Abstract BACKGROUND Two recurrent mutations, K27M and G34R/V, in H3F3A, encoding non-canonical histone H3.3, are reported in pediatric and young adult gliomas, whereas G34W mutation was prevalent in bone tumors. In contrast to K27 mutation, it remains elusive how G34 mutations affect the epigenome. Here we performed whole-genome bisulfite sequencing of four G34R-mutated gliomas and the G34V-mutated glioma cell line KNS-42. Similarly, we analyzed seven and three gliomas harboring K27M and no mutations in H3F3A, respectively. These data were compared with those on bone tumors. RESULTS G34R-mutated gliomas exhibited lower global methylation levels, similar CpG island (CGI) methylation levels, and compromised hypermethylation of telomere-proximal CGIs compared with those bearing K27M and no mutations.
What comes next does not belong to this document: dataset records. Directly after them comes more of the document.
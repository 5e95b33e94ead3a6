//! Serializable table contents.

use serde::{Deserialize, Serialize};

use crate::data::{FeatureDescriptor, ScalarVec, StorageLayout};

/// Everything needed to rebuild a table: its layout, dictionary and the raw
/// backing arrays.
#[derive(Debug, Clone, PartialEq, Serialize, Deserialize)]
pub struct TableRecord {
    /// Layout reported by the table when it was written.
    pub layout: StorageLayout,
    /// One descriptor per column.
    pub dictionary: Vec<FeatureDescriptor>,
    /// Backing arrays.
    pub body: TablePayload,
}

/// Backing arrays of one concrete table type.
#[derive(Debug, Clone, PartialEq, Serialize, Deserialize)]
pub enum TablePayload {
    /// Row-major cells of a dense table.
    Dense {
        num_rows: usize,
        num_columns: usize,
        values: ScalarVec,
    },
    /// Raw record bytes of an array-of-structures table.
    Aos {
        num_rows: usize,
        record_size: usize,
        bytes: Vec<u8>,
    },
    /// One array per column.
    Soa {
        num_rows: usize,
        columns: Vec<ScalarVec>,
    },
    /// Zero-based CSR arrays.
    Csr {
        num_columns: usize,
        values: ScalarVec,
        column_indices: Vec<usize>,
        row_offsets: Vec<usize>,
    },
    /// Packed triangle of a square matrix.
    Packed {
        layout: StorageLayout,
        dimension: usize,
        values: ScalarVec,
    },
}

impl TablePayload {
    /// Row count of the table this payload rebuilds.
    pub fn num_rows(&self) -> usize {
        match self {
            TablePayload::Dense { num_rows, .. }
            | TablePayload::Aos { num_rows, .. }
            | TablePayload::Soa { num_rows, .. } => *num_rows,
            TablePayload::Csr { row_offsets, .. } => row_offsets.len().saturating_sub(1),
            TablePayload::Packed { dimension, .. } => *dimension,
        }
    }
}
#[cfg(test)]
mod tests {
    use super::*;
    use crate::data::{CsrTable, HomogenTable, PackedTable};

    #[test]
    fn memory_flags() {
        assert!(MemoryFlags::ALLOCATED.contains(MemoryStatus::UserAllocated));
        assert!(MemoryFlags::ALLOCATED.contains(MemoryStatus::InternallyAllocated));
        assert!(!MemoryFlags::ALLOCATED.contains(MemoryStatus::NotAllocated));
        assert!(MemoryFlags::ANY.contains(MemoryStatus::NotAllocated));
        let user_only = MemoryFlags::from(MemoryStatus::UserAllocated);
        assert!(!user_only.contains(MemoryStatus::InternallyAllocated));
    }

    #[test]
    fn cast_matches_concrete_type() {
        let table: NumericTablePtr = Arc::new(HomogenTable::<f64>::new(2, 2).unwrap());
        assert!(HomogenTable::<f64>::cast(&table).is_some());
        assert!(HomogenTable::<f32>::cast(&table).is_none());
        assert!(CsrTable::<f64>::cast(&table).is_none());
        assert!(PackedTable::<f64>::cast(&table).is_none());
    }

    #[test]
    fn cast_ref_on_borrowed_table() {
        let table = CsrTable::<f32>::new(3, 3).unwrap();
        let erased: &dyn NumericTable = &table;
        assert!(CsrTable::<f32>::cast_ref(erased).is_some());
        assert!(HomogenTable::<f32>::cast_ref(erased).is_none());
    }

    #[test]
    fn dyn_table_block_access() {
        let table: NumericTablePtr =
            Arc::new(HomogenTable::from_vec(vec![1i32, 2, 3, 4], 2, 2).unwrap());
        let block = table.get_block_of_rows::<f64>(1, 1).unwrap();
        assert_eq!(&*block, &[3.0, 4.0]);
        assert_eq!(table.value::<i64>(0, 1).unwrap(), 2);
    }

    #[test]
    fn unallocated_table_rejects_blocks() {
        let table = HomogenTable::<f64>::unallocated(4, 2);
        assert_eq!(
            table.get_block_of_rows::<f64>(0, 1).unwrap_err(),
            TableError::NotAllocated
        );
    }

    #[test]
    fn column_out_of_bounds() {
        let table = HomogenTable::<f64>::new(2, 2).unwrap();
        assert!(matches!(
            table.get_block_of_column_values::<f64>(2, 0, 1),
            Err(TableError::ColumnOutOfBounds { column: 2, num_columns: 2 })
        ));
    }
}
Hypermethylated regions specific to G34R-mutated gliomas were enriched for CGIs, including those of OLIG1, OLIG2, and canonical histone genes in the HIST1 cluster. These CGIs were hypermethylated in osteosarcomas with, but not without, the G34W mutation. In KNS-42 cells, CGIs with G34V-mutated histone H3.3 exhibited higher methylation levels than those with wild-type histone H3.3. This effect was also observed in the G34R-mutated glioma samples. CONCLUSIONS Gliomas bearing G34R/V mutations display characteristic methylomic alterations, some of which are shared by osteosarcomas with the G34W mutation. Deposition of G34 variants may lead to elevated methylation of otherwise hypomethylated, histone H3.3-bearing CGIs.